While the country has been grappling with the cost of living crisis and petrol shortages, there has been a jubilant atmosphere in Manchester.
Even MPs’ frustrations over manifesto promise-breaking tax rises have been largely ignored at the conference.
“We just don’t want to do anything that damages the boss,” one backbencher told Express.co.uk.
Another added: “The atmosphere has been great.

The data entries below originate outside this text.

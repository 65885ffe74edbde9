//! Outbound line-delimited JSON framing.

use serde::Serialize;
use tokio::io::{AsyncWrite, AsyncWriteExt};

/// Error type for writing framed JSON.
#[derive(thiserror::Error, Debug)]
pub enum FrameError {
    #[error("Failed to serialize JSON: {0}")]
    Serialize(#[from] serde_json::Error),
    #[error("Failed to write line: {0}")]
    Io(#[from] std::io::Error),
}

/// Serialize a value as compact JSON followed by a single newline.
///
/// # Errors
///
/// Returns `serde_json::Error` if the value cannot be serialized.
pub fn encode_line<T: Serialize + ?Sized>(value: &T) -> Result<Vec<u8>, serde_json::Error> {
    let mut bytes = serde_json::to_vec(value)?;
    bytes.push(b'\n');
    Ok(bytes)
}

/// Write one framed JSON value and flush the writer.
///
/// # Errors
///
/// Returns `FrameError` if serialization or the write fails.
pub async fn write_json_line<W, T>(writer: &mut W, value: &T) -> Result<(), FrameError>
where
    W: AsyncWrite + Unpin + ?Sized,
    T: Serialize + ?Sized,
{
    let bytes = encode_line(value)?;
    writer.write_all(&bytes).await?;
    writer.flush().await?;
    Ok(())
}
//! Exit synchronization across process exit and stream end notifications.

use super::ExitInfo;

/// Which child output stream a notification refers to.
#[derive(Debug, Clone, Copy, PartialEq, Eq)]
pub(crate) enum Pipe {
    Stdout,
    Stderr,
}

/// Tracks the three conditions gating the public `Exit` event.
///
/// Notifications may arrive in any order and more than once; the tracker
/// reports finalization exactly once, the first time all three hold.
#[derive(Debug, Default)]
pub(crate) struct ExitTracker {
    exited: Option<ExitInfo>,
    stdout_ended: bool,
    stderr_ended: bool,
    finalized: bool,
}

impl ExitTracker {
    pub(crate) fn child_exited(&mut self, info: ExitInfo) {
        if self.exited.is_none() {
            self.exited = Some(info);
        }
    }

    pub(crate) fn stream_ended(&mut self, pipe: Pipe) {
        match pipe {
            Pipe::Stdout => self.stdout_ended = true,
            Pipe::Stderr => self.stderr_ended = true,
        }
    }

    pub(crate) fn has_exited(&self) -> bool {
        self.exited.is_some()
    }

    pub(crate) fn streams_ended(&self) -> bool {
        self.stdout_ended && self.stderr_ended
    }

    /// Returns the exit info on the single transition to finalized.
    pub(crate) fn try_finalize(&mut self) -> Option<ExitInfo> {
        if self.finalized || !self.streams_ended() {
            return None;
        }
        let info = self.exited?;
        self.finalized = true;
        Some(info)
    }
}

Everyone is just really excited to be back and without masks.”
Northern Ireland secretary Brandon Lewis said there had been “a real buzz” about the week-long meet.
With slogans of “build back better” and “getting on with the job” the party has used the conference to pledge to now deliver on its manifesto commitment of levelling up the country now the pandemic is drawing to a close.
There have also been plenty of reflecting on the Government’s success in keeping the economy afloat over the course of the last 18 months and the rollout of the Covid vaccine.
In his speech Mr Johnson also paid tribute to the NHS and said a “tide of anxiety” is washing into A&E departments and GP practices after the Covid crisis led to record waiting lists for operations.
Defending his decision to raise taxes head-on, he said: We have a huge hole in the public finances, we spent £407billion on Covid support and our debt now stands at over £2 trillion, and waiting lists will almost certainly go up before they come down.
“Covid pushed out the great bow wave of cases and people did not or could not seek help, and that wave is now coming back – a tide of anxiety washing into every A&E and every GP.
“Your hip replacement, your mother’s surgery and this is the priority of the British people.”